A primeira estratégia para reverter o problema do governo do estado, apoiado pelo então prefeito Gilberto Kassab (PSD), foi a ação Centro Legal, que lançou mão de uma série de operações repressivas da Polícia Militar para combater o tráfico e o consumo de drogas na região central da cidade, iniciada em janeiro do ano passado.
Por conta da violência da operação, o Ministério Público (MP) ajuizou uma ação civil pública contra o governo, na qual pede o mínimo de R$ 40 milhões de indenização, por danos morais individuais e coletivos.
Um ano depois, o governo do estado anunciou o polêmico projeto de internações compulsórias de dependentes de álcool e drogas de São Paulo, porém, a maioria das internações foram voluntárias.
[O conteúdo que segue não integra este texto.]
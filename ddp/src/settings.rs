use std::fmt;

use serde::{Deserialize, Serialize};

use crate::error::{DdpError, DdpResult};
use crate::hessian_correction::Strategy;
use crate::Scalar;

/// DDP flavour.
#[derive(Debug, Clone, Copy, PartialEq, Eq, Serialize, Deserialize)]
#[serde(rename_all = "snake_case")]
pub enum Algorithm {
    Slq,
    Ilqr,
}

impl fmt::Display for Algorithm {
    fn fmt(&self, f: &mut fmt::Formatter<'_>) -> fmt::Result {
        match self {
            Algorithm::Slq => write!(f, "SLQ"),
            Algorithm::Ilqr => write!(f, "ILQR"),
        }
    }
}

/// ODE integration scheme.
#[derive(Debug, Clone, Copy, PartialEq, Eq, Serialize, Deserialize)]
#[serde(rename_all = "snake_case")]
pub enum IntegratorType {
    Euler,
    RungeKutta4,
    Ode45,
}

impl fmt::Display for IntegratorType {
    fn fmt(&self, f: &mut fmt::Formatter<'_>) -> fmt::Result {
        match self {
            IntegratorType::Euler => write!(f, "euler"),
            IntegratorType::RungeKutta4 => write!(f, "runge_kutta_4"),
            IntegratorType::Ode45 => write!(f, "ode45"),
        }
    }
}

/// Forward rollout configuration.
#[derive(Debug, Clone, PartialEq, Serialize, Deserialize)]
#[serde(default)]
pub struct RolloutSettings {
    pub integrator_type: IntegratorType,
    pub time_step: Scalar,                 // output grid spacing [sec]
    pub abs_tol_ode: Scalar,
    pub rel_tol_ode: Scalar,
    pub max_num_steps_per_second: usize,
}

impl Default for RolloutSettings {
    fn default() -> Self {
        Self {
            integrator_type: IntegratorType::RungeKutta4,
            time_step: 1e-2,
            abs_tol_ode: 1e-9,
            rel_tol_ode: 1e-6,
            max_num_steps_per_second: 10_000,
        }
    }
}

/// Line search and Hessian correction configuration.
#[derive(Debug, Clone, PartialEq, Serialize, Deserialize)]
#[serde(default)]
pub struct LineSearchSettings {
    pub min_step_length: Scalar,
    pub max_step_length: Scalar,
    pub contraction_rate: Scalar,
    pub hessian_correction_strategy: Strategy,
    pub hessian_correction_multiple: Scalar, // minimum eigenvalue after correction
}

impl Default for LineSearchSettings {
    fn default() -> Self {
        Self {
            min_step_length: 0.01,
            max_step_length: 1.0,
            contraction_rate: 0.5,
            hessian_correction_strategy: Strategy::DiagonalShift,
            hessian_correction_multiple: 1e-3,
        }
    }
}

/// Solver configuration.
///
/// Every field has a default, so a TOML document only needs to list the
/// values it changes:
///
/// ```toml
/// algorithm = "slq"
/// n_threads = 3
/// use_nominal_time_for_backward_pass = true
///
/// [line_search]
/// hessian_correction_strategy = "cholesky_modification"
/// ```
#[derive(Debug, Clone, PartialEq, Serialize, Deserialize)]
#[serde(default)]
pub struct Settings {
    pub algorithm: Algorithm,
    pub n_threads: usize, // 0 runs everything on the calling thread
    pub display_info: bool,

    pub max_num_iterations: usize,
    pub min_rel_cost: Scalar,
    pub constraint_tolerance: Scalar,
    pub constraint_penalty_initial_value: Scalar,
    pub constraint_penalty_increase_rate: Scalar,

    pub backward_pass_integrator_type: IntegratorType,
    pub use_nominal_time_for_backward_pass: bool,
    pub min_time_step: Scalar,
    pub abs_tol_ode: Scalar,
    pub rel_tol_ode: Scalar,
    pub max_num_steps_per_second: usize,

    pub check_numerical_stability: bool,
    pub escalate_numerical_issues: bool,
    pub pre_compute_riccati_terms: bool,
    pub risk_sensitive_coeff: Scalar,

    pub line_search: LineSearchSettings,
    pub rollout: RolloutSettings,
}

impl Default for Settings {
    fn default() -> Self {
        Self {
            algorithm: Algorithm::Slq,
            n_threads: 0,
            display_info: false,
            max_num_iterations: 150,
            min_rel_cost: 1e-3,
            constraint_tolerance: 1e-5,
            constraint_penalty_initial_value: 2.0,
            constraint_penalty_increase_rate: 1.5,
            backward_pass_integrator_type: IntegratorType::Ode45,
            use_nominal_time_for_backward_pass: false,
            min_time_step: 1e-3,
            abs_tol_ode: 1e-9,
            rel_tol_ode: 1e-7,
            max_num_steps_per_second: 10_000,
            check_numerical_stability: true,
            escalate_numerical_issues: false,
            pre_compute_riccati_terms: true,
            risk_sensitive_coeff: 0.0,
            line_search: LineSearchSettings::default(),
            rollout: RolloutSettings::default(),
        }
    }
}

impl Settings {
    /// Parses settings from a TOML document.
    pub fn from_toml_str(source: &str) -> Result<Self, toml::de::Error> {
        toml::from_str(source)
    }

    /// Loads and validates settings from a TOML file.
    pub fn from_file(path: impl AsRef<std::path::Path>) -> DdpResult<Self> {
        let content = std::fs::read_to_string(path)?;
        let settings: Self = toml::from_str(&content)?;
        settings.validate()?;
        Ok(settings)
    }

    /// Range checks that serde cannot express.
    pub fn validate(&self) -> DdpResult<()> {
        fn positive(field: &'static str, value: Scalar) -> DdpResult<()> {
            if value > 0.0 && value.is_finite() {
                Ok(())
            } else {
                Err(DdpError::InvalidSettings {
                    field,
                    message: format!("must be positive and finite, got {value}"),
                })
            }
        }

        if self.max_num_iterations == 0 {
            return Err(DdpError::InvalidSettings {
                field: "max_num_iterations",
                message: "must be at least 1".into(),
            });
        }
        positive("min_rel_cost", self.min_rel_cost)?;
        positive("constraint_tolerance", self.constraint_tolerance)?;
        positive("constraint_penalty_initial_value", self.constraint_penalty_initial_value)?;
        if self.constraint_penalty_increase_rate < 1.0 {
            return Err(DdpError::InvalidSettings {
                field: "constraint_penalty_increase_rate",
                message: format!("must be at least 1, got {}", self.constraint_penalty_increase_rate),
            });
        }
        positive("min_time_step", self.min_time_step)?;
        positive("abs_tol_ode", self.abs_tol_ode)?;
        positive("rel_tol_ode", self.rel_tol_ode)?;
        if self.max_num_steps_per_second == 0 {
            return Err(DdpError::InvalidSettings {
                field: "max_num_steps_per_second",
                message: "must be at least 1".into(),
            });
        }
        if !self.risk_sensitive_coeff.is_finite() {
            return Err(DdpError::InvalidSettings {
                field: "risk_sensitive_coeff",
                message: "must be finite".into(),
            });
        }

        let ls = &self.line_search;
        positive("line_search.min_step_length", ls.min_step_length)?;
        if ls.max_step_length < ls.min_step_length {
            return Err(DdpError::InvalidSettings {
                field: "line_search.max_step_length",
                message: format!(
                    "must not be smaller than min_step_length ({} < {})",
                    ls.max_step_length, ls.min_step_length
                ),
            });
        }
        if !(ls.contraction_rate > 0.0 && ls.contraction_rate < 1.0) {
            return Err(DdpError::InvalidSettings {
                field: "line_search.contraction_rate",
                message: format!("must lie in (0, 1), got {}", ls.contraction_rate),
            });
        }
        if !(ls.hessian_correction_multiple >= 0.0) {
            return Err(DdpError::InvalidSettings {
                field: "line_search.hessian_correction_multiple",
                message: format!("must be non-negative, got {}", ls.hessian_correction_multiple),
            });
        }

        positive("rollout.time_step", self.rollout.time_step)?;
        positive("rollout.abs_tol_ode", self.rollout.abs_tol_ode)?;
        positive("rollout.rel_tol_ode", self.rollout.rel_tol_ode)?;
        if self.rollout.max_num_steps_per_second == 0 {
            return Err(DdpError::InvalidSettings {
                field: "rollout.max_num_steps_per_second",
                message: "must be at least 1".into(),
            });
        }
        Ok(())
    }
}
Movimentos sociais criticaram o modelo do programa e temeram ações truculentas da polícia. Em abril, o Ministério Público enviou entrou com uma ação civil pública contra o governo estadual para impedir que leitos destinados a doentes mentais fossem usados para tratar dependentes químicos.
Atualmente, as internações e o trabalho de acolhida fazem parte do Programa Recomeço. A RBA solicitou informações sobre a quantidade de atendimentos feitos pelo projeto, mas não teve resposta até o fechamento desta reportagem.
A prefeitura informou, em nota, que ampliou de quatro para 16 as equipes de Programa Consultório na Rua, compostas por médicos, enfermeiros e agentes de apoio, que trabalham acolhendo e encaminhando os dependentes para tratamento, em especial na região central da cidade.
A Secretaria Municipal de Saúde informou que também possui o Centro Integrado de Reinserção Social “De Braços Abertos”, na cracolândia, que oferece oficinas e grupos de caráter terapêutico, com participação de organizações não governamentais.
Segundo a nota, o tratamento pela prefeitura se dá por meio dos Centros de Atenção Psicossocial (CAPS) “e não no modelo hospitalar, que prioriza a internação psiquiátrica para o tratamento destes usuários. As internações específicas em saúde mental nos hospitais ocorrem quando esgotadas todas as possibilidades terapêuticas dos CAPS”.
As equipes dos 80 CAPS da cidade realizam, em média, 320 visitas domiciliares por mês aos dependentes químicos. “A Secretaria Municipal de Saúde dispõe de 449 vagas para internação de dependentes químicos. São 289 leitos em hospital-geral (193 municipais e 96 vagas estadual), além de outras 64 vagas em hospitais psiquiátricos e 162 em Comunidades Terapêuticas. De 3 de janeiro até o momento, 1.465 pessoas foram internadas para tratamento contra a dependência.”